» What to work on
No record may be left out; print them all verbatim.

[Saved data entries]
-------------------------

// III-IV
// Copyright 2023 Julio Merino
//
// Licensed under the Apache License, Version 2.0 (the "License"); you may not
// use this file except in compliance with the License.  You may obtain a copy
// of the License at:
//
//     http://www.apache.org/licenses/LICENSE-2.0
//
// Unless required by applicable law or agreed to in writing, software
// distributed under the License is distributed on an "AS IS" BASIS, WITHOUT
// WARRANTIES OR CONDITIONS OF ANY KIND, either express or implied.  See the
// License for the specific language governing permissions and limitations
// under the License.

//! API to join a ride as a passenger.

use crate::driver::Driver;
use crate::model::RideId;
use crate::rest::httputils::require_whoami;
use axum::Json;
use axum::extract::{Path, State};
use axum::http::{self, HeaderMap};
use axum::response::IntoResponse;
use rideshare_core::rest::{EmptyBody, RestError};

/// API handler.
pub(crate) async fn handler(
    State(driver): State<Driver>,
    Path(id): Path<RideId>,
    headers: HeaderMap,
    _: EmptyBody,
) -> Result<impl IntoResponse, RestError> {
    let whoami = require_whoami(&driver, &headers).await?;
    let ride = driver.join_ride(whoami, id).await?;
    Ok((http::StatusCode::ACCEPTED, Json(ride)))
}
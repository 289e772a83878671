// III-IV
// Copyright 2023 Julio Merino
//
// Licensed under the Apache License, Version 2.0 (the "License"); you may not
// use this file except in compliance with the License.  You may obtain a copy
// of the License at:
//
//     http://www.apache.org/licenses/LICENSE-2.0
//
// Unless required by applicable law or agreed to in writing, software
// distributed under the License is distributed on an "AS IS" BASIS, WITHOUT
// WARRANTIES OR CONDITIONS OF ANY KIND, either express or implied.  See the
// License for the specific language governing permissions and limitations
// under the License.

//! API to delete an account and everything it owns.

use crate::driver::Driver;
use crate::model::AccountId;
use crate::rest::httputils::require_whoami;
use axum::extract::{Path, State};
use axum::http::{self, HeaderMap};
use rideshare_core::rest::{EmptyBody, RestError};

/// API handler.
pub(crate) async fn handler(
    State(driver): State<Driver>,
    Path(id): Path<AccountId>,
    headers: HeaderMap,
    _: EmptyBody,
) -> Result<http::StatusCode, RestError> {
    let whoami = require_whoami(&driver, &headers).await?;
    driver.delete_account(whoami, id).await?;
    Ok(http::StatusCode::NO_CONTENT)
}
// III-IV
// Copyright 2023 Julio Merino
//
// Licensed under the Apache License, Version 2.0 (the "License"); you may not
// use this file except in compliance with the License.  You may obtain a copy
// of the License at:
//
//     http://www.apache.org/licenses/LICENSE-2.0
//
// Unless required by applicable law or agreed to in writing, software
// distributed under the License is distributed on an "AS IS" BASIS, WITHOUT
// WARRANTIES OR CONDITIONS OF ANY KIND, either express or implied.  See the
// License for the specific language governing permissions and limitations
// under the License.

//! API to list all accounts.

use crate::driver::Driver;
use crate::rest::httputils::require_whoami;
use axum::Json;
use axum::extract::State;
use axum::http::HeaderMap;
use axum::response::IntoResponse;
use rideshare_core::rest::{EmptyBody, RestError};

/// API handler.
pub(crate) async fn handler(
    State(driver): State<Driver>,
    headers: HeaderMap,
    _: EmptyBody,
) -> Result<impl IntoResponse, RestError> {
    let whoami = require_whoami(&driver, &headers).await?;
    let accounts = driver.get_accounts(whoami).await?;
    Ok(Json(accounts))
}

-------------------------

» Solution to this task
// III-IV
// Copyright 2023 Julio Merino
//
// Licensed under the Apache License, Version 2.0 (the "License"); you may not
// use this file except in compliance with the License.  You may obtain a copy
// of the License at:
//
//     http://www.apache.org/licenses/LICENSE-2.0
//
// Unless required by applicable law or agreed to in writing, software
// distributed under the License is distributed on an "AS IS" BASIS, WITHOUT
// WARRANTIES OR CONDITIONS OF ANY KIND, either express or implied.  See the
// License for the specific language governing permissions and limitations
// under the License.

//! API to join a ride as a passenger.

use crate::driver::Driver;
use crate::model::RideId;
use crate::rest::httputils::require_whoami;
use axum::Json;
use axum::extract::{Path, State};
use axum::http::{self, HeaderMap};
use axum::response::IntoResponse;
use rideshare_core::rest::{EmptyBody, RestError};

/// API handler.
pub(crate) async fn handler(
    State(driver): State<Driver>,
    Path(id): Path<RideId>,
    headers: HeaderMap,
    _: EmptyBody,
) -> Result<impl IntoResponse, RestError> {
    let whoami = require_whoami(&driver, &headers).await?;
    let ride = driver.join_ride(whoami, id).await?;
    Ok((http::StatusCode::ACCEPTED, Json(ride)))
}
repository 289e772a83878671
// III-IV
// Copyright 2023 Julio Merino
//
// Licensed under the Apache License, Version 2.0 (the "License"); you may not
// use this file except in compliance with the License.  You may obtain a copy
// of the License at:
//
//     http://www.apache.org/licenses/LICENSE-2.0
//
// Unless required by applicable law or agreed to in writing, software
// distributed under the License is distributed on an "AS IS" BASIS, WITHOUT
// WARRANTIES OR CONDITIONS OF ANY KIND, either express or implied.  See the
// License for the specific language governing permissions and limitations
// under the License.

//! API to delete an account and everything it owns.

use crate::driver::Driver;
use crate::model::AccountId;
use crate::rest::httputils::require_whoami;
use axum::extract::{Path, State};
use axum::http::{self, HeaderMap};
use rideshare_core::rest::{EmptyBody, RestError};

/// API handler.
pub(crate) async fn handler(
    State(driver): State<Driver>,
    Path(id): Path<AccountId>,
    headers: HeaderMap,
    _: EmptyBody,
) -> Result<http::StatusCode, RestError> {
    let whoami = require_whoami(&driver, &headers).await?;
    driver.delete_account(whoami, id).await?;
    Ok(http::StatusCode::NO_CONTENT)
}
// III-IV
// Copyright 2023 Julio Merino
//
// Licensed under the Apache License, Version 2.0 (the "License"); you may not
// use this file except in compliance with the License.  You may obtain a copy
// of the License at:
//
//     http://www.apache.org/licenses/LICENSE-2.0
//
// Unless required by applicable law or agreed to in writing, software
// distributed under the License is distributed on an "AS IS" BASIS, WITHOUT
// WARRANTIES OR CONDITIONS OF ANY KIND, either express or implied.  See the
// License for the specific language governing permissions and limitations
// under the License.

//! API to list all accounts.

use crate::driver::Driver;
use crate::rest::httputils::require_whoami;
use axum::Json;
use axum::extract::State;
use axum::http::HeaderMap;
use axum::response::IntoResponse;
use rideshare_core::rest::{EmptyBody, RestError};

/// API handler.
pub(crate) async fn handler(
    State(driver): State<Driver>,
    headers: HeaderMap,
    _: EmptyBody,
) -> Result<impl IntoResponse, RestError> {
    let whoami = require_whoami(&driver, &headers).await?;
    let accounts = driver.get_accounts(whoami).await?;
    Ok(Json(accounts))
}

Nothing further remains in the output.